Monday, May 2, 2011

Writing Workshops LA: My Face Essay

So it's a few days late BUT nonetheless, here is number 2 in the blog series following my creative nonfiction class with "Writing Workshops LA."

Our teacher, Chris (short for Christine), told us to read Robert Benchley's short essay entitled, "My Face." She then asked us to write about our own. That is all the information she gave us. I kinda snorted at the ominous vague prompt. I was already thinking, "Great. Do I have to spend like an hour in front of the mirror 'staring' at my face and then write what I see? Jesus." However, in reading the essay a few days ago and understanding the freedom of following the theme, I knew ex-actly how I would write my face essay.

Here it is. Staring at you in the face (ha.)

*All my fellow drama nerds will appreciate this short essay. I hope.


An Actor’s Face

What I loved about acting was the way my face felt. Manipulating my eyebrows and mouth, smiling or frowning, and darting my eyes every-which-way, I was exercising my first creative passion.

In my first performance I was Mrs. Baywater: the town’s rich, old lady, who wore curtains for dresses and birds as hats, and had a fox for a shawl. Thick perfect ringlets hung on each side of my face, framed my eyebrows just the way I needed. Mrs. Baywater existed in my eyebrows and in my turned-up cheek. This, at age 14, is what I felt conveyed rich and snobby: my cheek looked down to no one. With the gift of knowing how to curve my right eyebrow, I questioned all my “townsmen” taste in attire and hygiene. Though it was the wild, wild, west, Mrs. Baywater saw no need to allow one’s hair or clothing to become “wild” as well. I raised my eyebrow every time I entered onto the stage; Mrs. Baywater had arrived. I would purse my lips: Mrs. Baywater needed attention. I would scrunch my nose: Mrs. Baywater was becoming annoyed with the conversation. My face told all details the playwright didn’t write down. My face was in charge of letting the audience know who I was and where I came from. Why and how Mrs. Baywater spoke and reacted always came back to my face. This is how acting and I found each other: through my face.

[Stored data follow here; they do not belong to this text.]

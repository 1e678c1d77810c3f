//! Network references and engine-reported network details.

use std::collections::BTreeMap;

use bollard::models::Network;

use super::labels::LABEL_SESSION_ID;
use super::options::IpamSettings;

/// A reference to a network that containers can be attached to.
///
/// Handles come either from a session that created the network, from a
/// lookup of an existing network, or from [`DockerNetwork::synthetic`] for
/// networks the engine may not know about. Attaching a handle to any number
/// of container requests never calls the engine.
#[derive(Debug, Clone, PartialEq, Eq)]
pub struct DockerNetwork {
    id: Option<String>,
    name: String,
    driver: Option<String>,
}

impl DockerNetwork {
    pub(crate) fn created(id: String, name: String, driver: String) -> Self {
        Self {
            id: Some(id).filter(|value| !value.is_empty()),
            name,
            driver: Some(driver),
        }
    }

    /// Reference a network by name only.
    ///
    /// No engine network is created for a synthetic reference; the engine
    /// resolves the name when a container using it is created. Surrounding
    /// whitespace is trimmed, as it is when attaching by name.
    #[must_use]
    pub fn synthetic(name: impl Into<String>) -> Self {
        let raw: String = name.into();
        Self {
            id: None,
            name: String::from(raw.trim()),
            driver: None,
        }
    }

    /// Return the engine ID, if known.
    #[must_use]
    pub fn id(&self) -> Option<&str> {
        self.id.as_deref()
    }

    /// Return the network name.
    #[must_use]
    pub const fn name(&self) -> &str {
        self.name.as_str()
    }

    /// Return the driver, if known.
    #[must_use]
    pub fn driver(&self) -> Option<&str> {
        self.driver.as_deref()
    }

    /// Return whether this reference has no engine ID.
    #[must_use]
    pub const fn is_synthetic(&self) -> bool {
        self.id.is_none()
    }

    /// The identifier used for engine calls: the ID when known, else the name.
    pub(crate) fn engine_ref(&self) -> &str {
        self.id.as_deref().unwrap_or(&self.name)
    }
}

/// Network attributes as reported by the engine.
#[derive(Debug, Clone, PartialEq, Eq)]
pub struct NetworkDetails {
    /// Engine network ID.
    pub id: String,

    /// Network name.
    pub name: String,

    /// Network driver.
    pub driver: Option<String>,

    /// Whether standalone containers may attach.
    pub attachable: bool,

    /// Whether the network is cut off from the host.
    pub internal: bool,

    /// Whether IPv6 is enabled.
    pub enable_ipv6: bool,

    /// All labels on the network, generic labels included.
    pub labels: BTreeMap<String, String>,

    /// IPAM settings, if the engine reported any.
    pub ipam: Option<IpamSettings>,
}

impl NetworkDetails {
    /// Return the session that created the network, if it is managed.
    #[must_use]
    pub fn session_id(&self) -> Option<&str> {
        self.labels.get(LABEL_SESSION_ID).map(String::as_str)
    }

    /// Return a handle for attaching containers to this network.
    #[must_use]
    pub fn to_network(&self) -> DockerNetwork {
        DockerNetwork {
            id: Some(self.id.clone()).filter(|value| !value.is_empty()),
            name: self.name.clone(),
            driver: self.driver.clone(),
        }
    }
}

impl From<Network> for NetworkDetails {
    fn from(network: Network) -> Self {
        Self {
            id: network.id.unwrap_or_default(),
            name: network.name.unwrap_or_default(),
            driver: network.driver,
            attachable: network.attachable.unwrap_or(false),
            internal: network.internal.unwrap_or(false),
            enable_ipv6: network.enable_ipv6.unwrap_or(false),
            labels: network.labels.unwrap_or_default().into_iter().collect(),
            ipam: network.ipam.map(IpamSettings::from),
        }
    }
}
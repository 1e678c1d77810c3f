//! Network create options and IPAM settings.
//!
//! [`NetworkOptions`] is an inert builder: nothing reaches the engine until a
//! [`NetworkSession`](super::NetworkSession) creates the network. The
//! conversion into a Bollard `NetworkCreateRequest` merges the session's
//! generic labels over the user labels.

use std::collections::{BTreeMap, HashMap};
use std::net::IpAddr;

use bollard::models::{Ipam, IpamConfig, NetworkCreateRequest};

use super::labels::{LABEL_NAMESPACE, SessionId, generic_labels, is_reserved_key};
use crate::config::NetworkConfig;
use crate::error::{ConfigError, NetworkError, PodnetError};

/// Driver used when none is configured.
pub const DEFAULT_DRIVER: &str = "bridge";

/// One IPAM address pool.
#[derive(Debug, Clone, Default, PartialEq, Eq)]
pub struct IpamPool {
    /// Subnet in CIDR notation, e.g. `10.1.1.0/24`.
    pub subnet: Option<String>,

    /// Gateway address for the subnet.
    pub gateway: Option<String>,

    /// Sub-range of the subnet to allocate container addresses from.
    pub ip_range: Option<String>,

    /// Addresses the driver must not hand out, keyed by host name.
    pub auxiliary_addresses: BTreeMap<String, String>,
}

/// IP address management settings for a network.
#[derive(Debug, Clone, Default, PartialEq, Eq)]
pub struct IpamSettings {
    /// IPAM driver name, e.g. `default`.
    pub driver: Option<String>,

    /// Address pools.
    pub pools: Vec<IpamPool>,

    /// Driver-specific options.
    pub options: BTreeMap<String, String>,
}

impl IpamSettings {
    fn validate(&self) -> Result<(), PodnetError> {
        for pool in &self.pools {
            if let Some(subnet) = pool.subnet.as_deref() {
                validate_cidr("ipam.subnet", subnet)?;
            }
            if let Some(ip_range) = pool.ip_range.as_deref() {
                validate_cidr("ipam.ip_range", ip_range)?;
            }
            if let Some(gateway) = pool.gateway.as_deref() {
                validate_address("ipam.gateway", gateway)?;
            }
            for address in pool.auxiliary_addresses.values() {
                validate_address("ipam.auxiliary_addresses", address)?;
            }
        }
        Ok(())
    }
}

impl From<IpamSettings> for Ipam {
    fn from(settings: IpamSettings) -> Self {
        let pools = settings
            .pools
            .into_iter()
            .map(|pool| IpamConfig {
                subnet: pool.subnet,
                gateway: pool.gateway,
                ip_range: pool.ip_range,
                auxiliary_addresses: (!pool.auxiliary_addresses.is_empty())
                    .then(|| pool.auxiliary_addresses.into_iter().collect()),
                ..IpamConfig::default()
            })
            .collect::<Vec<_>>();

        Self {
            driver: settings.driver,
            config: (!pools.is_empty()).then_some(pools),
            options: (!settings.options.is_empty())
                .then(|| settings.options.into_iter().collect::<HashMap<_, _>>()),
        }
    }
}

impl From<Ipam> for IpamSettings {
    fn from(ipam: Ipam) -> Self {
        let pools = ipam
            .config
            .unwrap_or_default()
            .into_iter()
            .map(|config| IpamPool {
                subnet: non_empty(config.subnet),
                gateway: non_empty(config.gateway),
                ip_range: non_empty(config.ip_range),
                auxiliary_addresses: config
                    .auxiliary_addresses
                    .unwrap_or_default()
                    .into_iter()
                    .collect(),
            })
            .collect();

        Self {
            driver: non_empty(ipam.driver),
            pools,
            options: ipam.options.unwrap_or_default().into_iter().collect(),
        }
    }
}

/// Options for creating a network.
#[derive(Debug, Clone, PartialEq, Eq)]
pub struct NetworkOptions {
    name: Option<String>,
    driver: String,
    attachable: bool,
    internal: bool,
    enable_ipv6: bool,
    labels: BTreeMap<String, String>,
    ipam: Option<IpamSettings>,
}

impl Default for NetworkOptions {
    fn default() -> Self {
        Self::new()
    }
}

impl NetworkOptions {
    /// Create options for a `bridge` network with no flags, labels or IPAM.
    ///
    /// A random name is assigned at create time unless [`Self::with_name`]
    /// is used.
    #[must_use]
    pub fn new() -> Self {
        Self {
            name: None,
            driver: String::from(DEFAULT_DRIVER),
            attachable: false,
            internal: false,
            enable_ipv6: false,
            labels: BTreeMap::new(),
            ipam: None,
        }
    }

    /// Start from the `[network]` section of the application configuration.
    #[must_use]
    pub fn from_network_config(network: &NetworkConfig) -> Self {
        Self::new()
            .with_driver(network.driver.clone())
            .with_attachable(network.attachable)
            .with_internal(network.internal)
            .with_enable_ipv6(network.enable_ipv6)
    }

    /// Use an explicit network name.
    #[must_use]
    pub fn with_name(mut self, name: impl Into<String>) -> Self {
        self.name = Some(name.into());
        self
    }

    /// Use the given network driver, e.g. `bridge` or `overlay`.
    #[must_use]
    pub fn with_driver(mut self, driver: impl Into<String>) -> Self {
        self.driver = driver.into();
        self
    }

    /// Allow standalone containers to attach to the network.
    #[must_use]
    pub const fn with_attachable(mut self, attachable: bool) -> Self {
        self.attachable = attachable;
        self
    }

    /// Make the network internal, cutting it off from the host.
    #[must_use]
    pub const fn with_internal(mut self, internal: bool) -> Self {
        self.internal = internal;
        self
    }

    /// Enable IPv6 on the network.
    #[must_use]
    pub const fn with_enable_ipv6(mut self, enable_ipv6: bool) -> Self {
        self.enable_ipv6 = enable_ipv6;
        self
    }

    /// Add user labels. Later values replace earlier ones for the same key.
    #[must_use]
    pub fn with_labels<I, K, V>(mut self, labels: I) -> Self
    where
        I: IntoIterator<Item = (K, V)>,
        K: Into<String>,
        V: Into<String>,
    {
        self.labels
            .extend(labels.into_iter().map(|(k, v)| (k.into(), v.into())));
        self
    }

    /// Use custom IPAM settings.
    #[must_use]
    pub fn with_ipam(mut self, ipam: IpamSettings) -> Self {
        self.ipam = Some(ipam);
        self
    }

    /// Return the explicit name, if any.
    #[must_use]
    pub fn name(&self) -> Option<&str> {
        self.name.as_deref()
    }

    /// Return the configured driver.
    #[must_use]
    pub const fn driver(&self) -> &str {
        self.driver.as_str()
    }

    /// Return whether the network will be attachable.
    #[must_use]
    pub const fn attachable(&self) -> bool {
        self.attachable
    }

    /// Return whether the network will be internal.
    #[must_use]
    pub const fn internal(&self) -> bool {
        self.internal
    }

    /// Return whether IPv6 will be enabled.
    #[must_use]
    pub const fn enable_ipv6(&self) -> bool {
        self.enable_ipv6
    }

    /// Return the user labels.
    #[must_use]
    pub const fn labels(&self) -> &BTreeMap<String, String> {
        &self.labels
    }

    /// Return the IPAM settings, if any.
    #[must_use]
    pub const fn ipam(&self) -> Option<&IpamSettings> {
        self.ipam.as_ref()
    }

    /// Check the options before they are sent to the engine.
    ///
    /// # Errors
    ///
    /// Returns `ConfigError::InvalidValue` for a blank name or driver or a
    /// malformed IPAM address, and `NetworkError::ReservedLabel` for a user
    /// label inside the reserved namespace.
    pub fn validate(&self) -> Result<(), PodnetError> {
        if self.name.as_deref().is_some_and(|name| name.trim().is_empty()) {
            return Err(invalid_value("network.name", "", "cannot be empty"));
        }
        if self.driver.trim().is_empty() {
            return Err(invalid_value("network.driver", &self.driver, "cannot be empty"));
        }
        if let Some(key) = self.labels.keys().find(|key| is_reserved_key(key)) {
            return Err(NetworkError::ReservedLabel {
                key: key.clone(),
                namespace: String::from(LABEL_NAMESPACE),
            }
            .into());
        }
        self.ipam.as_ref().map_or(Ok(()), IpamSettings::validate)
    }

    /// Build the engine create payload for `name` in `session`.
    pub(crate) fn to_create_request(&self, name: &str, session: &SessionId) -> NetworkCreateRequest {
        let mut labels: HashMap<String, String> = self
            .labels
            .iter()
            .map(|(k, v)| (k.clone(), v.clone()))
            .collect();
        labels.extend(generic_labels(session));

        NetworkCreateRequest {
            name: String::from(name),
            driver: Some(String::from(self.driver.trim())),
            attachable: Some(self.attachable),
            internal: Some(self.internal),
            enable_ipv6: Some(self.enable_ipv6),
            ipam: self.ipam.clone().map(Ipam::from),
            labels: Some(labels),
            ..NetworkCreateRequest::default()
        }
    }
}

fn validate_cidr(field: &str, value: &str) -> Result<(), PodnetError> {
    let Some((address, prefix)) = value.split_once('/') else {
        return Err(invalid_value(field, value, "expected address/prefix"));
    };
    let ip = address
        .parse::<IpAddr>()
        .map_err(|_| invalid_value(field, value, "not an IP address"))?;
    let max_prefix = if ip.is_ipv4() { 32 } else { 128 };
    match prefix.parse::<u8>() {
        Ok(length) if length <= max_prefix => Ok(()),
        _ => Err(invalid_value(field, value, "invalid prefix length")),
    }
}

fn validate_address(field: &str, value: &str) -> Result<(), PodnetError> {
    value
        .parse::<IpAddr>()
        .map(|_| ())
        .map_err(|_| invalid_value(field, value, "not an IP address"))
}

fn invalid_value(field: &str, value: &str, reason: &str) -> PodnetError {
    ConfigError::InvalidValue {
        field: String::from(field),
        reason: format!("{reason}: '{value}'"),
    }
    .into()
}

fn non_empty(value: Option<String>) -> Option<String> {
    value.filter(|v| !v.is_empty())
}
//! `podnet` application entry point.
//!
//! This binary manages test-scoped container networks from the command line.
//! It uses `eyre` for opaque error handling at the application boundary,
//! converting domain-specific errors into human-readable reports.
//!
//! Configuration is loaded with layered precedence via `OrthoConfig`:
//! 1. Application defaults
//! 2. Configuration file (`~/.config/podnet/config.toml` or path from `PODNET_CONFIG_PATH`)
//! 3. Environment variables (`PODNET_*`)
//! 4. Command-line arguments

use clap::Parser;
use eyre::{Report, Result as EyreResult};
use mockable::DefaultEnv;
use podnet::api::{
    CreateNetworkParams, connect_engine_async, create_network_async, remove_networks_async,
};
use podnet::config::{AppConfig, Cli, Commands, CreateArgs, ListArgs, load_config};
use podnet::engine::EngineConnector;
use podnet::error::Result as PodnetResult;
use podnet::network::{
    ContainerNetworkView, DockerNetwork, NetworkDetails, NetworkSession, SessionScope,
};
use tracing_subscriber::EnvFilter;

/// Application entry point.
///
/// Installs logging, loads configuration, then runs the subcommand on a
/// Tokio runtime.
fn main() -> EyreResult<()> {
    let cli = Cli::parse();
    init_tracing(cli.verbose);

    let config = load_config(&cli).map_err(Report::from)?;
    let runtime = EngineConnector::create_runtime().map_err(Report::from)?;

    runtime.block_on(run(&cli, &config)).map_err(Report::from)
}

/// Log to stderr. `RUST_LOG` overrides the level chosen by `--verbose`.
fn init_tracing(verbose: bool) {
    let default_level = if verbose { "debug" } else { "info" };
    let filter =
        EnvFilter::try_from_default_env().unwrap_or_else(|_| EnvFilter::new(default_level));
    tracing_subscriber::fmt()
        .with_env_filter(filter)
        .with_target(false)
        .with_writer(std::io::stderr)
        .init();
}

/// Execute the CLI command, returning domain-specific errors.
async fn run(cli: &Cli, config: &AppConfig) -> PodnetResult<()> {
    let docker = connect_engine_async(config, &DefaultEnv::new()).await?;
    let session = NetworkSession::from_app_config(config)?;

    match &cli.command {
        Commands::Create(args) => {
            let params = create_params(args);
            let network =
                create_network_async(&session, &docker, &config.network, &params).await?;
            print_created(&network);
        }
        Commands::Ls(args) => {
            let networks = session.list_networks_async(&docker, scope(args)).await?;
            print_networks(&networks);
        }
        Commands::Inspect(args) => {
            let details = session.require_network_async(&docker, &args.network).await?;
            print_details(&details);
        }
        Commands::Rm(args) => {
            let removed = remove_networks_async(&session, &docker, &args.networks).await?;
            print_names(&removed);
        }
        Commands::Prune(args) => {
            let removed = session.prune_networks_async(&docker, scope(args)).await?;
            print_names(&removed);
        }
        Commands::Container(args) => {
            let view =
                EngineConnector::inspect_container_networks_async(&docker, &args.container).await?;
            print_container(&view);
        }
    }
    Ok(())
}

fn create_params(args: &CreateArgs) -> CreateNetworkParams {
    CreateNetworkParams {
        name: args.name.clone(),
        driver: args.driver.clone(),
        attachable: args.attachable,
        internal: args.internal,
        enable_ipv6: args.ipv6,
        labels: args.labels.clone(),
        subnet: args.subnet.clone(),
        gateway: args.gateway.clone(),
        ip_range: args.ip_range.clone(),
        ipam_driver: args.ipam_driver.clone(),
    }
}

const fn scope(args: &ListArgs) -> SessionScope {
    if args.all_sessions {
        SessionScope::AllSessions
    } else {
        SessionScope::CurrentSession
    }
}

fn short_id(id: &str) -> String {
    id.chars().take(12).collect()
}

#[expect(clippy::print_stdout, reason = "CLI output is the intended behaviour")]
fn print_created(network: &DockerNetwork) {
    println!(
        "{}\t{}",
        network.id().map(short_id).unwrap_or_default(),
        network.name()
    );
}

#[expect(clippy::print_stdout, reason = "CLI output is the intended behaviour")]
fn print_networks(networks: &[NetworkDetails]) {
    println!("NETWORK ID\tNAME\tDRIVER\tSESSION");
    for details in networks {
        println!(
            "{}\t{}\t{}\t{}",
            short_id(&details.id),
            details.name,
            details.driver.as_deref().unwrap_or("-"),
            details.session_id().unwrap_or("-")
        );
    }
}

#[expect(clippy::print_stdout, reason = "CLI output is the intended behaviour")]
fn print_details(details: &NetworkDetails) {
    println!("id:          {}", details.id);
    println!("name:        {}", details.name);
    println!("driver:      {}", details.driver.as_deref().unwrap_or("-"));
    println!("attachable:  {}", details.attachable);
    println!("internal:    {}", details.internal);
    println!("enable_ipv6: {}", details.enable_ipv6);
    for (key, value) in &details.labels {
        println!("label:       {key}={value}");
    }
    let pools = details
        .ipam
        .as_ref()
        .map(|ipam| ipam.pools.as_slice())
        .unwrap_or_default();
    for pool in pools {
        println!(
            "subnet:      {} gateway {}",
            pool.subnet.as_deref().unwrap_or("-"),
            pool.gateway.as_deref().unwrap_or("-")
        );
    }
}

#[expect(clippy::print_stdout, reason = "CLI output is the intended behaviour")]
fn print_names(names: &[String]) {
    for name in names {
        println!("{name}");
    }
}

#[expect(clippy::print_stdout, reason = "CLI output is the intended behaviour")]
fn print_container(view: &ContainerNetworkView) {
    println!("NETWORK\tIP ADDRESS\tALIASES");
    for (network, aliases) in view.network_aliases() {
        println!(
            "{network}\t{}\t{}",
            view.ip_on(network).unwrap_or("-"),
            aliases.join(",")
        );
    }
}
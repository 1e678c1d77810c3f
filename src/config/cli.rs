//! Command-line argument definitions for podnet.

use camino::Utf8PathBuf;
use clap::{Parser, Subcommand};

/// Command-line interface for podnet.
#[derive(Debug, Parser)]
#[command(name = "podnet")]
#[command(
    author,
    version,
    about = "Create, inspect and clean up test-scoped container networks"
)]
pub struct Cli {
    /// Subcommand to execute.
    #[command(subcommand)]
    pub command: Commands,

    /// Path to configuration file.
    #[arg(long, global = true)]
    pub config: Option<Utf8PathBuf>,

    /// Container engine socket path or URL.
    #[arg(long, global = true)]
    pub engine_socket: Option<String>,

    /// Session ID to create networks under and to scope listings to.
    #[arg(long, global = true)]
    pub session_id: Option<String>,

    /// Log engine calls at debug level.
    #[arg(short, long, global = true)]
    pub verbose: bool,
}

/// Available subcommands.
#[derive(Debug, Subcommand)]
pub enum Commands {
    /// Create a network.
    Create(CreateArgs),

    /// List managed networks.
    Ls(ListArgs),

    /// Show a network by exact name.
    Inspect(InspectArgs),

    /// Remove networks by name or ID.
    Rm(RemoveArgs),

    /// Remove managed networks.
    Prune(ListArgs),

    /// Show a container's networks, aliases and addresses.
    Container(ContainerArgs),
}

/// Arguments for the `create` subcommand.
#[derive(Debug, Default, Parser)]
pub struct CreateArgs {
    /// Network name. A random name is used when omitted.
    #[arg(long)]
    pub name: Option<String>,

    /// Network driver. Defaults to the configured driver.
    #[arg(long)]
    pub driver: Option<String>,

    /// Allow standalone containers to attach.
    #[arg(long)]
    pub attachable: bool,

    /// Cut the network off from the host.
    #[arg(long)]
    pub internal: bool,

    /// Enable IPv6.
    #[arg(long)]
    pub ipv6: bool,

    /// Label in `key=value` form. May be repeated.
    #[arg(long = "label")]
    pub labels: Vec<String>,

    /// IPAM subnet in CIDR notation.
    #[arg(long)]
    pub subnet: Option<String>,

    /// IPAM gateway address.
    #[arg(long, requires = "subnet")]
    pub gateway: Option<String>,

    /// IPAM range to allocate container addresses from.
    #[arg(long, requires = "subnet")]
    pub ip_range: Option<String>,

    /// IPAM driver.
    #[arg(long)]
    pub ipam_driver: Option<String>,
}

/// Arguments for the `ls` and `prune` subcommands.
#[derive(Debug, Default, Parser)]
pub struct ListArgs {
    /// Cover networks from every session, not only the current one.
    #[arg(long)]
    pub all_sessions: bool,
}

/// Arguments for the `inspect` subcommand.
#[derive(Debug, Parser)]
pub struct InspectArgs {
    /// Network name.
    #[arg(required = true)]
    pub network: String,
}

/// Arguments for the `rm` subcommand.
#[derive(Debug, Parser)]
pub struct RemoveArgs {
    /// Network names or IDs.
    #[arg(required = true)]
    pub networks: Vec<String>,
}

/// Arguments for the `container` subcommand.
#[derive(Debug, Parser)]
pub struct ContainerArgs {
    /// Container ID or name.
    #[arg(required = true)]
    pub container: String,
}
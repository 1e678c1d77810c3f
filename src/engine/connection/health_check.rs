//! Health check and connect-and-verify functionality.
//!
//! A ping confirms the engine is operational, not just that the socket is
//! reachable. The network commands run this before their first engine call
//! so an unreachable engine is reported as such rather than as a failed
//! network operation.

use std::time::Duration;

use bollard::Docker;
use tracing::debug;

use super::{EngineConnector, HEALTH_CHECK_TIMEOUT_SECS, SocketResolver};
use crate::error::{ContainerError, PodnetError};

impl EngineConnector {
    /// Perform a ping bounded by [`HEALTH_CHECK_TIMEOUT_SECS`].
    async fn ping_with_timeout(docker: &Docker) -> Result<(), PodnetError> {
        let timeout = Duration::from_secs(HEALTH_CHECK_TIMEOUT_SECS);

        tokio::time::timeout(timeout, docker.ping())
            .await
            .map_err(|_| {
                PodnetError::from(ContainerError::HealthCheckTimeout {
                    seconds: HEALTH_CHECK_TIMEOUT_SECS,
                })
            })?
            .map_err(|e| {
                PodnetError::from(ContainerError::HealthCheckFailed {
                    message: e.to_string(),
                })
            })?;
        debug!("container engine responded to ping");
        Ok(())
    }

    /// Verify the container engine is responsive.
    ///
    /// # Errors
    ///
    /// Returns `ContainerError::HealthCheckFailed` if the engine does not
    /// respond correctly.
    ///
    /// Returns `ContainerError::HealthCheckTimeout` if the check times out.
    pub async fn health_check_async(docker: &Docker) -> Result<(), PodnetError> {
        Self::ping_with_timeout(docker).await
    }

    /// Create a Tokio runtime for callers outside an async context.
    ///
    /// # Errors
    ///
    /// Returns `ContainerError::RuntimeCreationFailed` if the runtime cannot
    /// be created.
    pub fn create_runtime() -> Result<tokio::runtime::Runtime, PodnetError> {
        tokio::runtime::Runtime::new().map_err(|e| {
            PodnetError::from(ContainerError::RuntimeCreationFailed {
                message: e.to_string(),
            })
        })
    }

    /// Connect using fallback resolution and verify the engine responds.
    ///
    /// # Errors
    ///
    /// Returns `ContainerError::ConnectionFailed` (or a more specific
    /// connection variant) if the connection fails.
    ///
    /// Returns `ContainerError::HealthCheckFailed` if the health check fails.
    ///
    /// Returns `ContainerError::HealthCheckTimeout` if the check times out.
    pub async fn connect_with_fallback_and_verify_async<E: mockable::Env>(
        config_socket: Option<&str>,
        resolver: &SocketResolver<'_, E>,
    ) -> Result<Docker, PodnetError> {
        let docker = Self::connect_with_fallback(config_socket, resolver)?;
        Self::ping_with_timeout(&docker).await?;
        Ok(docker)
    }
}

My favorite musical I did was South Pacific. I was just one of the nurses but I couldn’t have had more fun with my role. Being part of the ensemble frees you. Your imagination tells you who your character is-not the playwright. I was Rosie the Riveter. If Rosie the Riveter was a nurse in the south pacific who had an on-and-off again relationship with the solider, Dennis, then yes-I was her. Rosie transformed on my face every time I applied each of my lips with red, warrior, paint. Men call it red lipstick. Silly men. With each stroke of red as I pouted to the mirror lined with bright bulbs, Rosie said hello louder and louder. The tail to each eyeliner mark on my left and right eye had me daring any one to guess what I was thinking: this was my Rosie in South Pacific. After all the paint was placed perfectly, powdered, and set, my face tingled with the anticipation of being bad. ass.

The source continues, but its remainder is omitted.